– To była najbardziej ewidentna czerwona kartka w historii futbolu – pisali kibice Bundesligi po faulu Paulo Otavio na Munasie Dabburze. Zawodnik Wolfsburga w doliczonym czasie gry był bliski połamania obu nóg napastnikowi rywali.
Sytuacja na poniższym wideo zaczyna się od 1:30.
Sytuacja jest o tyle dziwna, że przecież Wolfsburg i tak w tym meczu przegrywał, więc ten paskudny faul Otavio sprawił jedynie, że mecz zakończył się porażką 1:2, a nie 1:3. On sam na pewno zostanie ukarany kilkumeczową dyskwalifikacją.

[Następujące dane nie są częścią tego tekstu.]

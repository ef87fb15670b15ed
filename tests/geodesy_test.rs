use detection_waypoints::geodesy::{
    WGS84_A, WGS84_E2, dms_to_degrees, ecef_to_geodetic, geodetic_to_ecef,
};
use detection_waypoints::types::Geodetic;

#[test]
fn test_reference_points() {
    let equator = geodetic_to_ecef(&Geodetic::new(0.0, 0.0, 0.0));
    assert!((equator.x - WGS84_A).abs() < 1e-6);
    assert!(equator.y.abs() < 1e-6 && equator.z.abs() < 1e-6);

    let b = WGS84_A * (1.0 - WGS84_E2).sqrt();
    let pole = geodetic_to_ecef(&Geodetic::new(90.0, 0.0, 100.0));
    assert!((pole.z - (b + 100.0)).abs() < 1e-6);

    let east = geodetic_to_ecef(&Geodetic::new(0.0, 90.0, 0.0));
    assert!((east.y - WGS84_A).abs() < 1e-6);
}

#[test]
fn test_round_trip() {
    for lat in (-85..=85).step_by(17) {
        for lon in (-175..=180).step_by(35) {
            for alt in [-500.0, 0.0, 123.4, 1000.0, 10000.0] {
                let geo = Geodetic::new(lat as f64 + 0.123, lon as f64 - 0.456, alt);
                let back = ecef_to_geodetic(&geodetic_to_ecef(&geo));
                assert!(
                    (back.latitude - geo.latitude).abs() < 1e-7,
                    "lat {geo:?} -> {back:?}"
                );
                assert!(
                    (back.longitude - geo.longitude).abs() < 1e-7,
                    "lon {geo:?} -> {back:?}"
                );
                assert!(
                    (back.altitude - geo.altitude).abs() < 1e-3,
                    "alt {geo:?} -> {back:?}"
                );
            }
        }
    }
}

#[test]
fn test_dms() {
    assert!((dms_to_degrees(48.0, 8.0, 30.0, 'N') - 48.141_666_666_666_67).abs() < 1e-12);
    assert!((dms_to_degrees(11.0, 34.0, 48.0, 'E') - 11.58).abs() < 1e-12);
    assert!((dms_to_degrees(33.0, 30.0, 0.0, 'S') + 33.5).abs() < 1e-12);
    assert!((dms_to_degrees(70.0, 15.0, 0.0, 'w') + 70.25).abs() < 1e-12);
}
use log::debug;
use nalgebra as na;
use rand::SeedableRng;
use rand::seq::index;
use rand_chacha::ChaCha8Rng;
use rayon::prelude::*;

use crate::config::RegistrationConfig;
use crate::error::{Error, Result};
use crate::types::SimilarityTransform;

const MIN_POINTS: usize = 3;
const VARIANCE_EPS: f64 = 1e-24;

/// Similarity transform and the correspondences that support it.
#[derive(Debug, Clone)]
pub struct SimilarityFit {
    pub transform: SimilarityTransform,
    pub inliers: Vec<usize>,
    pub rms_error: f64,
}

#[derive(Debug, Clone)]
pub struct RansacSimilarityOptions {
    pub max_iters: usize,
    pub threshold: f64,
    pub seed: u64,
}

impl RansacSimilarityOptions {
    pub fn from_config(config: &RegistrationConfig, seed: u64) -> RansacSimilarityOptions {
        RansacSimilarityOptions {
            max_iters: config.max_iters,
            threshold: config.threshold,
            seed,
        }
    }
}

fn check_pairs(source: &[na::Point3<f64>], target: &[na::Point3<f64>]) -> Result<()> {
    if source.len() != target.len() {
        return Err(Error::MismatchedLengths {
            source_len: source.len(),
            target_len: target.len(),
        });
    }
    if source.len() < MIN_POINTS {
        return Err(Error::NotEnoughPoints {
            stage: "similarity registration",
            required: MIN_POINTS,
            actual: source.len(),
        });
    }
    Ok(())
}

fn centroid(points: &[na::Point3<f64>]) -> na::Vector3<f64> {
    points
        .iter()
        .fold(na::Vector3::zeros(), |acc, p| acc + p.coords)
        / points.len() as f64
}

/// Closed-form least-squares similarity (Umeyama) mapping `source` onto
/// `target`. Reflections are folded back into a proper rotation.
pub fn estimate_similarity(
    source: &[na::Point3<f64>],
    target: &[na::Point3<f64>],
) -> Result<SimilarityTransform> {
    check_pairs(source, target)?;
    let n = source.len() as f64;
    let src_mean = centroid(source);
    let tgt_mean = centroid(target);

    let mut cross = na::Matrix3::<f64>::zeros();
    let mut src_var = 0.0;
    for (s, t) in source.iter().zip(target) {
        let sc = s.coords - src_mean;
        let tc = t.coords - tgt_mean;
        cross += sc * tc.transpose();
        src_var += sc.norm_squared();
    }
    if src_var / n < VARIANCE_EPS {
        return Err(Error::DegenerateInput(
            "source points have zero variance".to_string(),
        ));
    }

    let svd = cross.svd(true, true);
    let (Some(u), Some(mut v_t)) = (svd.u, svd.v_t) else {
        return Err(Error::DegenerateInput(
            "svd of cross-covariance failed".to_string(),
        ));
    };
    let mut r = v_t.transpose() * u.transpose();
    if r.determinant() < 0.0 {
        let weakest = svd.singular_values.imin();
        v_t.row_mut(weakest).neg_mut();
        r = v_t.transpose() * u.transpose();
    }

    let mut aligned = 0.0;
    for (s, t) in source.iter().zip(target) {
        aligned += (t.coords - tgt_mean).dot(&(r * (s.coords - src_mean)));
    }
    let scale = aligned / src_var;
    let translation = tgt_mean - scale * (r * src_mean);

    Ok(SimilarityTransform::new(
        scale,
        na::Rotation3::from_matrix_unchecked(r),
        translation,
    ))
}

pub fn residuals(
    transform: &SimilarityTransform,
    source: &[na::Point3<f64>],
    target: &[na::Point3<f64>],
) -> Vec<f64> {
    source
        .iter()
        .zip(target)
        .map(|(s, t)| (transform.apply(s) - t).norm())
        .collect()
}

fn score(
    transform: SimilarityTransform,
    source: &[na::Point3<f64>],
    target: &[na::Point3<f64>],
    threshold: f64,
) -> SimilarityFit {
    let errors = residuals(&transform, source, target);
    let inliers: Vec<usize> = errors
        .iter()
        .enumerate()
        .filter(|(_, e)| **e < threshold)
        .map(|(i, _)| i)
        .collect();
    let rms_error = if inliers.is_empty() {
        f64::INFINITY
    } else {
        (inliers.iter().map(|&i| errors[i] * errors[i]).sum::<f64>() / inliers.len() as f64).sqrt()
    };
    SimilarityFit {
        transform,
        inliers,
        rms_error,
    }
}

fn is_better(candidate: &SimilarityFit, best: &SimilarityFit) -> bool {
    candidate.inliers.len() > best.inliers.len()
        || (candidate.inliers.len() == best.inliers.len() && candidate.rms_error < best.rms_error)
}

/// Closed-form fit on every pair, scored with `threshold`.
pub fn fit_all(
    source: &[na::Point3<f64>],
    target: &[na::Point3<f64>],
    threshold: f64,
) -> Result<SimilarityFit> {
    let transform = estimate_similarity(source, target)?;
    Ok(score(transform, source, target, threshold))
}

/// RANSAC over minimal 3-point samples, keeping the model with the most
/// inliers and refitting it on them.
pub fn ransac_similarity(
    source: &[na::Point3<f64>],
    target: &[na::Point3<f64>],
    opts: &RansacSimilarityOptions,
) -> Result<SimilarityFit> {
    check_pairs(source, target)?;

    let best = (0..opts.max_iters)
        .into_par_iter()
        .filter_map(|iter| {
            let mut rng = ChaCha8Rng::seed_from_u64(opts.seed);
            rng.set_stream(iter as u64);
            let idx = index::sample(&mut rng, source.len(), MIN_POINTS).into_vec();
            let src: Vec<_> = idx.iter().map(|&i| source[i]).collect();
            let tgt: Vec<_> = idx.iter().map(|&i| target[i]).collect();
            let transform = estimate_similarity(&src, &tgt).ok()?;
            let fit = score(transform, source, target, opts.threshold);
            (!fit.inliers.is_empty()).then_some((iter, fit))
        })
        .reduce_with(|a, b| {
            if is_better(&b.1, &a.1) || (!is_better(&a.1, &b.1) && b.0 < a.0) {
                b
            } else {
                a
            }
        });

    let Some((_, best)) = best else {
        return Err(Error::NoConsensus(format!(
            "no similarity model out of {} samples had an inlier within {}",
            opts.max_iters, opts.threshold
        )));
    };
    debug!(
        "ransac similarity: {} / {} inliers",
        best.inliers.len(),
        source.len()
    );

    if best.inliers.len() < MIN_POINTS {
        return Ok(best);
    }
    let src: Vec<_> = best.inliers.iter().map(|&i| source[i]).collect();
    let tgt: Vec<_> = best.inliers.iter().map(|&i| target[i]).collect();
    match estimate_similarity(&src, &tgt) {
        Ok(refit) => {
            let refit = score(refit, source, target, opts.threshold);
            Ok(if is_better(&best, &refit) { best } else { refit })
        }
        Err(_) => Ok(best),
    }
}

– Ten faul był jak koszmar, który stał się rzeczywistością. Popełniłem błąd. Nie miałem złych intencji. Dzięki bogu nie skrzywdziłem kolegi z boiska i nie ucierpiał na tym ataku. Przeprosiłem już chyba wszystkich… Nie chciałem zrobić nic złego. Przepraszam jeszcze raz – napisał Otavio na Instagramie.
– Dobrze, że Daburowi nic się nie stało. To była oczywista czerwona kartka. Nie chcę krytykować Paulo, bo biegał dzisiaj jak szalony, pokazał aż nadmiar ambicji – komentował to Oliver Glasner, trener Wolfsburga.